Será que um novo exército alemão, que foi ironicamente encabeçado para "salvar" a Europa, significa necessariamente mais ajuda militar à Ucrânia? Não necessariamente. As promessas de fornecer mais tanques aos países da Europa de Leste depois de terem enviado os seus para a Ucrânia não se concretizaram. Nem a promessa de tanques alemães foi, de facto, enviada directamente para a Ucrânia. Não é só que o complexo militar industrial na Alemanha esteja mal organizado – a única área em que a Alemanha age como se fosse um país mediterrânico – mas ainda há uma grande procrastinação quando se trata da Ucrânia, uma vez que o timing das entregas de armas e o tipo de kit criou divisões sangrentas no seio da coligação.

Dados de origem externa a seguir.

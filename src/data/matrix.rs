//! Delimited text matrices and label vectors
//!
//! Files hold one point per line with values separated by commas, tabs or
//! spaces. Blank lines and lines starting with `#` are skipped, and a first
//! line that is mostly non-numeric is taken as a header. In memory a matrix
//! is transposed so that every column is one point.

use crate::core::{Result, SVMError};
use ndarray::{Array1, Array2};
use std::fs::File;
use std::io::{BufRead, BufReader, BufWriter, Write};
use std::path::Path;

/// Load a matrix from a file
pub fn load_matrix<P: AsRef<Path>>(path: P) -> Result<Array2<f64>> {
    let file = File::open(path).map_err(SVMError::IoError)?;
    read_matrix(BufReader::new(file))
}

/// Read a matrix, one point per line
pub fn read_matrix<R: BufRead>(reader: R) -> Result<Array2<f64>> {
    let mut values = Vec::new();
    let mut width = None;
    let mut points = 0;
    let mut first_data_line = true;

    for (line_num, line) in reader.lines().enumerate() {
        let line = line.map_err(SVMError::IoError)?;
        let line = line.trim();

        if line.is_empty() || line.starts_with('#') {
            continue;
        }
        if first_data_line {
            first_data_line = false;
            if is_header_line(line) {
                continue;
            }
        }

        let row = parse_values(line).map_err(|e| {
            SVMError::ParseError(format!("Error parsing line {}: {}", line_num + 1, e))
        })?;

        match width {
            None => width = Some(row.len()),
            Some(w) if w != row.len() => {
                return Err(SVMError::ParseError(format!(
                    "Line {} has {} values, expected {}",
                    line_num + 1,
                    row.len(),
                    w
                )));
            }
            Some(_) => {}
        }

        values.extend(row);
        points += 1;
    }

    let Some(dim) = width else {
        return Err(SVMError::EmptyDataset);
    };

    let by_point = Array2::from_shape_vec((points, dim), values)
        .map_err(|e| SVMError::InvalidDataset(e.to_string()))?;
    Ok(by_point.reversed_axes())
}

/// Load integer labels from a file
pub fn load_labels<P: AsRef<Path>>(path: P) -> Result<Array1<usize>> {
    let file = File::open(path).map_err(SVMError::IoError)?;
    read_labels(BufReader::new(file))
}

/// Read labels laid out either one per line or all on one line
pub fn read_labels<R: BufRead>(reader: R) -> Result<Array1<usize>> {
    let mut labels = Vec::new();

    for (line_num, line) in reader.lines().enumerate() {
        let line = line.map_err(SVMError::IoError)?;
        let line = line.trim();

        if line.is_empty() || line.starts_with('#') {
            continue;
        }

        for token in split_fields(line) {
            let label = parse_label(token).map_err(|e| {
                SVMError::ParseError(format!("Error parsing line {}: {}", line_num + 1, e))
            })?;
            labels.push(label);
        }
    }

    if labels.is_empty() {
        return Err(SVMError::EmptyDataset);
    }

    Ok(Array1::from_vec(labels))
}

/// Write labels to a file, one per line
pub fn save_labels<P: AsRef<Path>>(path: P, labels: &Array1<usize>) -> Result<()> {
    let file = File::create(path).map_err(SVMError::IoError)?;
    let mut writer = BufWriter::new(file);
    write_labels(&mut writer, labels)?;
    writer.flush().map_err(SVMError::IoError)
}

pub fn write_labels<W: Write>(writer: &mut W, labels: &Array1<usize>) -> Result<()> {
    for label in labels {
        writeln!(writer, "{label}").map_err(SVMError::IoError)?;
    }
    Ok(())
}

/// Write a matrix to a file, one column (point) per line
pub fn save_matrix<P: AsRef<Path>>(path: P, matrix: &Array2<f64>) -> Result<()> {
    let file = File::create(path).map_err(SVMError::IoError)?;
    let mut writer = BufWriter::new(file);
    write_matrix(&mut writer, matrix)?;
    writer.flush().map_err(SVMError::IoError)
}

pub fn write_matrix<W: Write>(writer: &mut W, matrix: &Array2<f64>) -> Result<()> {
    for column in matrix.columns() {
        let line = column
            .iter()
            .map(|v| v.to_string())
            .collect::<Vec<_>>()
            .join(",");
        writeln!(writer, "{line}").map_err(SVMError::IoError)?;
    }
    Ok(())
}

/// Convert a numeric value into a class label
pub fn label_from_value(value: f64) -> Result<usize> {
    if !value.is_finite() || value < 0.0 || value.fract() != 0.0 {
        return Err(SVMError::InvalidDataset(format!(
            "label {value} is not a non-negative integer"
        )));
    }
    Ok(value as usize)
}

fn split_fields(line: &str) -> impl Iterator<Item = &str> {
    line.split(|c: char| c == ',' || c.is_whitespace())
        .map(str::trim)
        .filter(|field| !field.is_empty())
}

fn parse_values(line: &str) -> Result<Vec<f64>> {
    split_fields(line)
        .enumerate()
        .map(|(idx, field)| {
            field.parse::<f64>().map_err(|_| {
                SVMError::ParseError(format!("Invalid value at column {}: {}", idx + 1, field))
            })
        })
        .collect()
}

fn parse_label(token: &str) -> Result<usize> {
    if let Ok(label) = token.parse::<usize>() {
        return Ok(label);
    }
    let value = token
        .parse::<f64>()
        .map_err(|_| SVMError::ParseError(format!("Invalid label: {token}")))?;
    label_from_value(value)
}

/// A line counts as a header when most of its fields are not numbers
fn is_header_line(line: &str) -> bool {
    let fields: Vec<&str> = split_fields(line).collect();
    let non_numeric = fields
        .iter()
        .filter(|field| field.parse::<f64>().is_err())
        .count();
    non_numeric * 2 > fields.len()
}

Berlim quer que a Ucrânia vença a guerra. Bem, não, na verdade não significa isso que a Rússia perca e certamente não quer isso. O ideal seria que a guerra terminasse sem que nenhum dos lados ganhasse ou perdesse, pois tem uma relação de amor/ódio com a Rússia desde que os dias dourados do Schröder-Putin terminaram e Angela Merkel entrou no palco desempenhando o papel de adversária cansada de Moscovo. Hoje em dia políticos como Scholz estão tão conscientes da humilhação da Alemanha pela Rússia, pois esta faz parte do ADN da elite política alemã. No entanto, também está consciente de que a Rússia não está longe, uma vez que a Alemanha é apenas fustigada pela Polónia. Nas últimas semanas surgiram notícias de que a Alemanha está a atrasar um pacote de ajuda da UE à Ucrânia e não envia para lá o seu próprio equipamento militar, o que suscita consideráveis críticas de arrastar os pés. No final, anunciou que seriam enviados mísseis de defesa aérea, explicando que a Alemanha não poderia enviar para lá qualquer equipamento pesado, uma vez que deixaria os seus níveis actuais dentro da Alemanha baixos. É uma desculpa que tem uma credibilidade plausível, mas que ninguém compra. A opinião do próprio partido social-democrata de Scholz é que os seus eleitores estão preocupados que a campanha russa na Ucrânia possa virar-se especificamente contra a Alemanha, o que é realmente a principal razão pela qual as grandes armas não serão enviadas.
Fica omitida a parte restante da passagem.